JP Morgan ise benzer şekilde, güçlü iş gücü piyasası ve dirençli tüketici harcamalarının Fed’i daha uzun bir süre boyunca faiz oranlarını yüksek tutmaya teşvik edeceğini vurguluyor. Özellikle, Fed Başkanı Jerome Powell’ın açıklamalarında “enflasyon risklerini minimize etme” konusundaki kararlılığının altı çiziliyor.
14 Aralık TSİ ile 16:30’da Açıklanacak Enflasyon verisi Öncesi Piyasalar:
ONS ALTIN:
Geçtiğimiz hafta boyunca ons altın, 2.700 dolar ile 2.760 dolar aralığında işlem gördü. ABD’den gelen ekonomik veriler, Fed’in para politikası beklentileri ve jeopolitik gerginlikler, fiyatların yönünü belirleyen ana unsurlar olarak öne çıktı.
Altının yükseliş trendi, yatırımcıların “güvenli liman” arayışına girmesiyle daha da güçleniyor. Özellikle ABD’nin enflasyon verileri ve Fed’in faiz artırımı politikalarına dair belirsizlikler, altına olan talebi artırdı.
ABD 10 YILLIK TAHVİL FAİZLERİ:
ABD 10 yıllık Hazine tahvil getirileri, dikkat çekici bir yükseliş trendi sergileyerek %4,79 seviyesine ulaştı. Bu hareket, finansal piyasalar ve ekonomi çevrelerinde geniş çapta tartışılıyor.
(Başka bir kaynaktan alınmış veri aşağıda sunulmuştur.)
//! Immutable snapshot of everything a member knows about a group at one epoch.
//!
//! Transitions never modify a [`GroupState`] in place: they build the next
//! snapshot with [`GroupState::copy_with`], which consumes the previous one.

use std::collections::BTreeMap;

use bytes::{Buf, BufMut, Bytes, BytesMut};

use crate::identifiers::{GroupId, UserId};
use crate::mls::crypto::{
    HpkePrivateKey, HpkePublicKey, Secret, SignaturePrivateKey, SignaturePublicKey,
};
use crate::mls::key_schedule::{EpochSecrets, GroupContext};
use crate::mls::ratchet_tree::RatchetTree;
use crate::mls::storage::StorageError;
use crate::mls::utilities::error::{Error, Result};
use crate::mls::utilities::serde::{
    deserialize_u32, deserialize_u64, deserialize_vector, serialize_vector, Deserializer,
    RecordReader, RecordWriter, Serializer,
};
use crate::mls::utilities::tree_math::LeafIndex;

pub const PUBLIC_FORMAT_VERSION: u8 = 1;
pub const SECURE_FORMAT_VERSION: u8 = 1;

#[derive(Default, Debug, Clone, Eq, PartialEq)]
pub struct GroupMember {
    pub user_id: UserId,
    pub leaf_index: LeafIndex,
    pub identity_key: SignaturePublicKey,
    pub hpke_public_key: HpkePublicKey,
}

impl Deserializer for GroupMember {
    fn deserialize<B>(buf: &mut B) -> Result<Self>
    where
        Self: Sized,
        B: Buf,
    {
        let user_id = UserId::deserialize(buf)?;
        let leaf_index = LeafIndex(deserialize_u32(buf)?);
        let identity_key = SignaturePublicKey::deserialize(buf)?;
        let hpke_public_key = HpkePublicKey::deserialize(buf)?;

        Ok(Self {
            user_id,
            leaf_index,
            identity_key,
            hpke_public_key,
        })
    }
}

impl Serializer for GroupMember {
    fn serialize<B>(&self, buf: &mut B) -> Result<()>
    where
        Self: Sized,
        B: BufMut,
    {
        self.user_id.serialize(buf)?;
        buf.put_u32(self.leaf_index.0);
        self.identity_key.serialize(buf)?;
        self.hpke_public_key.serialize(buf)
    }
}

/// Highest message generation seen (or sent) per member in the current epoch.
#[derive(Default, Debug, Clone, Eq, PartialEq)]
pub struct GenerationMap(BTreeMap<LeafIndex, u32>);

impl GenerationMap {
    /// 0 until the member's first message of the epoch.
    pub fn get(&self, leaf: LeafIndex) -> u32 {
        self.0.get(&leaf).copied().unwrap_or(0)
    }

    /// Moves the watermark of `leaf` up by one and returns the new value.
    /// Fails once every generation of the epoch has been used; the member
    /// has to move the group to a new epoch before sending again.
    pub fn increment(&mut self, leaf: LeafIndex) -> Result<u32> {
        let generation = self.0.entry(leaf).or_insert(0);
        *generation = generation
            .checked_add(1)
            .ok_or(Error::GenerationExhausted(leaf))?;
        Ok(*generation)
    }

    /// Raises the watermark of `leaf` to `generation`. Lower values are
    /// ignored, the watermark never goes back.
    pub fn set(&mut self, leaf: LeafIndex, generation: u32) {
        let current = self.0.entry(leaf).or_insert(0);
        if generation > *current {
            *current = generation;
        }
    }
}

impl Deserializer for GenerationMap {
    fn deserialize<B>(buf: &mut B) -> Result<Self>
    where
        Self: Sized,
        B: Buf,
    {
        let mut map = BTreeMap::new();
        deserialize_vector(buf, |b: &mut Bytes| -> Result<()> {
            let leaf = LeafIndex(deserialize_u32(b)?);
            let generation = deserialize_u32(b)?;
            map.insert(leaf, generation);
            Ok(())
        })?;
        Ok(Self(map))
    }
}

impl Serializer for GenerationMap {
    fn serialize<B>(&self, buf: &mut B) -> Result<()>
    where
        Self: Sized,
        B: BufMut,
    {
        let entries: Vec<(&LeafIndex, &u32)> = self.0.iter().collect();
        serialize_vector(entries.len(), buf, |i: usize, b: &mut BytesMut| -> Result<()> {
            b.put_u32(entries[i].0 .0);
            b.put_u32(*entries[i].1);
            Ok(())
        })
    }
}

/// Members ordered by leaf index.
#[derive(Default, Debug, Clone, Eq, PartialEq)]
struct Members(Vec<GroupMember>);

impl Deserializer for Members {
    fn deserialize<B>(buf: &mut B) -> Result<Self>
    where
        Self: Sized,
        B: Buf,
    {
        let mut members = vec![];
        deserialize_vector(buf, |b: &mut Bytes| -> Result<()> {
            members.push(GroupMember::deserialize(b)?);
            Ok(())
        })?;
        Ok(Self(members))
    }
}

impl Serializer for Members {
    fn serialize<B>(&self, buf: &mut B) -> Result<()>
    where
        Self: Sized,
        B: BufMut,
    {
        serialize_vector(self.0.len(), buf, |i: usize, b: &mut BytesMut| -> Result<()> {
            self.0[i].serialize(b)
        })
    }
}

#[derive(Default, Debug, Clone, Eq, PartialEq)]
pub struct GroupState {
    context: GroupContext,
    tree: RatchetTree,
    members: Vec<GroupMember>,
    epoch_secrets: EpochSecrets,
    init_secret: Secret,
    generations: GenerationMap,
    own_leaf: LeafIndex,
    identity_private_key: SignaturePrivateKey,
    leaf_private_key: HpkePrivateKey,
}

/// Fields replaced by [`GroupState::copy_with`]. `None` keeps the previous
/// value.
#[derive(Default, Debug, Clone)]
pub struct GroupStateUpdate {
    pub context: Option<GroupContext>,
    pub tree: Option<RatchetTree>,
    pub members: Option<Vec<GroupMember>>,
    pub epoch_secrets: Option<EpochSecrets>,
    pub init_secret: Option<Secret>,
    pub generations: Option<GenerationMap>,
    pub leaf_private_key: Option<HpkePrivateKey>,
}

impl GroupState {
    #[allow(clippy::too_many_arguments)]
    pub(crate) fn new(
        context: GroupContext,
        tree: RatchetTree,
        members: Vec<GroupMember>,
        epoch_secrets: EpochSecrets,
        init_secret: Secret,
        own_leaf: LeafIndex,
        identity_private_key: SignaturePrivateKey,
        leaf_private_key: HpkePrivateKey,
    ) -> Self {
        let mut members = members;
        members.sort_by_key(|member| member.leaf_index);

        Self {
            context,
            tree,
            members,
            epoch_secrets,
            init_secret,
            generations: GenerationMap::default(),
            own_leaf,
            identity_private_key,
            leaf_private_key,
        }
    }

    /// Next snapshot. Consumes `self` so a stale snapshot can't be kept
    /// around by accident.
    #[must_use]
    pub fn copy_with(self, update: GroupStateUpdate) -> Self {
        let mut members = update.members.unwrap_or(self.members);
        members.sort_by_key(|member| member.leaf_index);

        Self {
            context: update.context.unwrap_or(self.context),
            tree: update.tree.unwrap_or(self.tree),
            members,
            epoch_secrets: update.epoch_secrets.unwrap_or(self.epoch_secrets),
            init_secret: update.init_secret.unwrap_or(self.init_secret),
            generations: update.generations.unwrap_or(self.generations),
            own_leaf: self.own_leaf,
            identity_private_key: self.identity_private_key,
            leaf_private_key: update.leaf_private_key.unwrap_or(self.leaf_private_key),
        }
    }

    pub fn group_id(&self) -> &GroupId {
        &self.context.group_id
    }

    pub fn epoch(&self) -> u64 {
        self.context.epoch
    }

    pub fn context(&self) -> &GroupContext {
        &self.context
    }

    pub fn tree(&self) -> &RatchetTree {
        &self.tree
    }

    pub fn members(&self) -> &[GroupMember] {
        &self.members
    }

    pub fn member(&self, leaf: LeafIndex) -> Option<&GroupMember> {
        self.members.iter().find(|member| member.leaf_index == leaf)
    }

    pub fn member_by_user_id(&self, user_id: &UserId) -> Option<&GroupMember> {
        self.members.iter().find(|member| &member.user_id == user_id)
    }

    pub fn epoch_secrets(&self) -> &EpochSecrets {
        &self.epoch_secrets
    }

    pub fn init_secret(&self) -> &Secret {
        &self.init_secret
    }

    pub fn generations(&self) -> &GenerationMap {
        &self.generations
    }

    pub fn own_leaf(&self) -> LeafIndex {
        self.own_leaf
    }

    pub(crate) fn identity_private_key(&self) -> &SignaturePrivateKey {
        &self.identity_private_key
    }

    pub(crate) fn leaf_private_key(&self) -> &HpkePrivateKey {
        &self.leaf_private_key
    }

    /// Public partition: context, public tree, members, generation
    /// watermarks, own leaf. Readers ignore records they don't know.
    pub fn serialize_public(&self) -> Result<Bytes> {
        let mut writer = RecordWriter::new(PUBLIC_FORMAT_VERSION);
        writer
            .serialized(&self.context)?
            .serialized(&self.tree)?
            .serialized(&Members(self.members.clone()))?
            .serialized(&self.generations)?
            .record(&self.own_leaf.0.to_be_bytes())?;
        Ok(writer.finish())
    }

    /// Secure partition: group id and epoch (to detect mismatched
    /// partitions), epoch secrets, init secret, identity key, leaf key and
    /// path private keys.
    pub fn serialize_secure(&self) -> Result<Bytes> {
        let mut writer = RecordWriter::new(SECURE_FORMAT_VERSION);
        writer
            .serialized(&self.context.group_id)?
            .record(&self.context.epoch.to_be_bytes())?
            .serialized(&self.epoch_secrets)?
            .serialized(&self.init_secret)?
            .serialized(&self.identity_private_key)?
            .serialized(&self.leaf_private_key)?
            .record(&self.tree.serialize_private()?)?;
        Ok(writer.finish())
    }

    /// Rebuilds a snapshot from both partitions. Fails with
    /// [`StorageError::PartitionMismatch`] if they are from different groups
    /// or epochs.
    pub fn restore(public: Bytes, secure: Bytes) -> Result<Self> {
        let mut public = RecordReader::open(public, PUBLIC_FORMAT_VERSION)?;
        let context: GroupContext = public.deserialized("group context")?;
        let mut tree: RatchetTree = public.deserialized("ratchet tree")?;
        let Members(members) = public.deserialized("members")?;
        let generations: GenerationMap = public.deserialized("generations")?;
        let own_leaf = LeafIndex(deserialize_u32(&mut public.record("own leaf")?)?);

        let mut secure = RecordReader::open(secure, SECURE_FORMAT_VERSION)?;
        let group_id: GroupId = secure.deserialized("group id")?;
        let epoch = deserialize_u64(&mut secure.record("epoch")?)?;
        if group_id != context.group_id || epoch != context.epoch {
            return Err(StorageError::PartitionMismatch.into());
        }

        let epoch_secrets: EpochSecrets = secure.deserialized("epoch secrets")?;
        let init_secret: Secret = secure.deserialized("init secret")?;
        let identity_private_key: SignaturePrivateKey = secure.deserialized("identity key")?;
        let leaf_private_key: HpkePrivateKey = secure.deserialized("leaf key")?;
        tree.restore_private(secure.record("path keys")?)?;
        tree.set_leaf_private_key(own_leaf, leaf_private_key.clone())?;

        if members.iter().all(|member| member.leaf_index != own_leaf) {
            return Err(Error::UnknownMember(own_leaf));
        }

        Ok(Self {
            context,
            tree,
            members,
            epoch_secrets,
            init_secret,
            generations,
            own_leaf,
            identity_private_key,
            leaf_private_key,
        })
    }
}
pub mod error;
pub mod serde;
pub mod tree_math;
//! Index arithmetic for left-balanced binary trees stored in an array.
//!
//! Leaves sit at even positions and parents at odd positions. A tree with `n`
//! leaves occupies `2n - 1` slots; when `n` is not a power of two the tree is
//! not full, and the right edge of the tree skips over slots that would only
//! exist in the full tree of the next power of two.
//!
//! ```text
//!               3
//!         ______|______
//!        1             5
//!      __|__         __|
//!     0     2       4
//! ```
//!
//! (three leaves: width 5, root 3, node 5 is outside the tree and node 4's
//! parent is 3)

use std::fmt::{Display, Formatter};

/// Position of a member leaf, counting leaves only.
#[derive(Default, Debug, Copy, Clone, Eq, PartialEq, Hash, PartialOrd, Ord)]
pub struct LeafIndex(pub u32);

impl LeafIndex {
    pub fn new(i: u32) -> Self {
        Self(i)
    }

    pub fn node_index(self) -> NodeIndex {
        NodeIndex(2 * self.0)
    }
}

impl Display for LeafIndex {
    fn fmt(&self, f: &mut Formatter<'_>) -> std::fmt::Result {
        write!(f, "{}", self.0)
    }
}

/// Position of a slot in the node array.
#[derive(Default, Debug, Copy, Clone, Eq, PartialEq, Hash, PartialOrd, Ord)]
pub struct NodeIndex(pub u32);

impl NodeIndex {
    pub fn is_leaf(self) -> bool {
        self.0 % 2 == 0
    }

    pub fn leaf_index(self) -> Option<LeafIndex> {
        self.is_leaf().then_some(LeafIndex(self.0 / 2))
    }

    /// Height above the leaves: 0 for leaves, the number of trailing one bits
    /// for parents.
    pub fn level(self) -> u32 {
        self.0.trailing_ones()
    }

    pub fn as_usize(self) -> usize {
        self.0 as usize
    }

    /// Whether `self` lies in the subtree rooted at `root` (a node is in its
    /// own subtree).
    pub fn is_in_subtree_of(self, root: NodeIndex) -> bool {
        let span = (1u32 << root.level()) - 1;
        root.0.saturating_sub(span) <= self.0 && self.0 <= root.0.saturating_add(span)
    }

    fn parent_step(self) -> NodeIndex {
        let k = self.level();
        let b = (self.0 >> (k + 1)) & 0x01;
        NodeIndex((self.0 | (1 << k)) ^ (b << (k + 1)))
    }
}

impl Display for NodeIndex {
    fn fmt(&self, f: &mut Formatter<'_>) -> std::fmt::Result {
        write!(f, "{}", self.0)
    }
}

/// Number of leaves of a tree. All the navigation functions depend on it
/// because the shape of the right edge changes as the tree grows.
#[derive(Default, Debug, Copy, Clone, Eq, PartialEq, Hash, PartialOrd, Ord)]
pub struct NumLeaves(pub u32);

impl NumLeaves {
    /// Number of slots in the node array.
    pub fn width(self) -> u32 {
        if self.0 == 0 {
            0
        } else {
            2 * (self.0 - 1) + 1
        }
    }

    pub fn root(self) -> NodeIndex {
        let width = self.width();
        if width == 0 {
            return NodeIndex(0);
        }
        NodeIndex((1 << width.ilog2()) - 1)
    }

    pub fn contains(self, x: NodeIndex) -> bool {
        x.0 < self.width()
    }

    pub fn left(self, x: NodeIndex) -> Option<NodeIndex> {
        let k = x.level();
        if k == 0 || !self.contains(x) {
            return None;
        }
        Some(NodeIndex(x.0 ^ (0x01 << (k - 1))))
    }

    pub fn right(self, x: NodeIndex) -> Option<NodeIndex> {
        let k = x.level();
        if k == 0 || !self.contains(x) {
            return None;
        }

        let mut r = NodeIndex(x.0 ^ (0x03 << (k - 1)));
        while !self.contains(r) {
            r = NodeIndex(r.0 ^ (0x01 << (r.level().checked_sub(1)?)));
        }
        Some(r)
    }

    pub fn parent(self, x: NodeIndex) -> Option<NodeIndex> {
        if x == self.root() || !self.contains(x) {
            return None;
        }

        let mut p = x.parent_step();
        while !self.contains(p) {
            p = p.parent_step();
        }
        Some(p)
    }

    pub fn sibling(self, x: NodeIndex) -> Option<NodeIndex> {
        let p = self.parent(x)?;
        if x < p {
            self.right(p)
        } else {
            self.left(p)
        }
    }

    /// Ancestors of `x`, from its parent up to and including the root.
    pub fn direct_path(self, x: NodeIndex) -> Vec<NodeIndex> {
        let mut path = Vec::new();
        let mut current = x;
        while let Some(p) = self.parent(current) {
            path.push(p);
            current = p;
        }
        path
    }

    /// Siblings of `x` and of each of its ancestors below the root.
    ///
    /// Entry `i` is the child of `direct_path(x)[i]` that is not on the path,
    /// so both vectors have the same length.
    pub fn copath(self, x: NodeIndex) -> Vec<NodeIndex> {
        let mut path = vec![x];
        path.extend(self.direct_path(x));
        path.pop();

        path.into_iter().filter_map(|node| self.sibling(node)).collect()
    }

    /// Position in `direct_path(a)` of the lowest node that is also an
    /// ancestor of `b`.
    pub fn common_ancestor_position(self, a: NodeIndex, b: NodeIndex) -> Option<usize> {
        self.direct_path(a)
            .iter()
            .position(|ancestor| b.is_in_subtree_of(*ancestor))
    }
}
Tahvil faizlerindeki bu artış, yatırım kararlarını ve piyasa dinamiklerini etkilemeye devam ediyor.
Sterlin Tüccarları Yeni Bir Düşüşe Hazırlanıyor: %8’lik Değer Kaybı Beklentisi
Piyasalarda sterlinin üzerindeki baskı artmaya devam ediyor. Son piyasa çöküşünün ardından bazı yatırımcılar, İngiliz sterlininin 1,12 dolar seviyesinin altına düşeceği ve bunun son iki yılın en düşük seviyesi olacağı yönünde pozisyon alıyor.
Sterlinin Zayıflamasının Nedenleri
- Ekonomik Veriler ve Resesyon Riski
Birleşik Krallık ekonomisi, zayıf büyüme oranları ve yüksek enflasyonla mücadele ediyor. Artan enerji fiyatları ve tüketici güvenindeki düşüş, sterlin üzerinde olumsuz bir baskı yaratıyor. - Merkez Bankası Politikaları
İngiltere Merkez Bankası (BoE), faiz artırımlarını sürdürmesine rağmen, sterlin üzerindeki baskıyı hafifletmekte zorlanıyor. Diğer büyük merkez bankalarının daha agresif para politikaları, sterlini dolar ve euro karşısında daha savunmasız bir konuma getiriyor. - Jeopolitik Belirsizlikler
Avrupa ve Birleşik Krallık arasında Brexit sonrası ticaret anlaşmazlıklarının devam etmesi, sterlinin değer kaybında etkili bir faktör olmaya devam ediyor. Aynı zamanda, küresel risk iştahındaki azalma sterlin gibi riskli varlıkları olumsuz etkiliyor.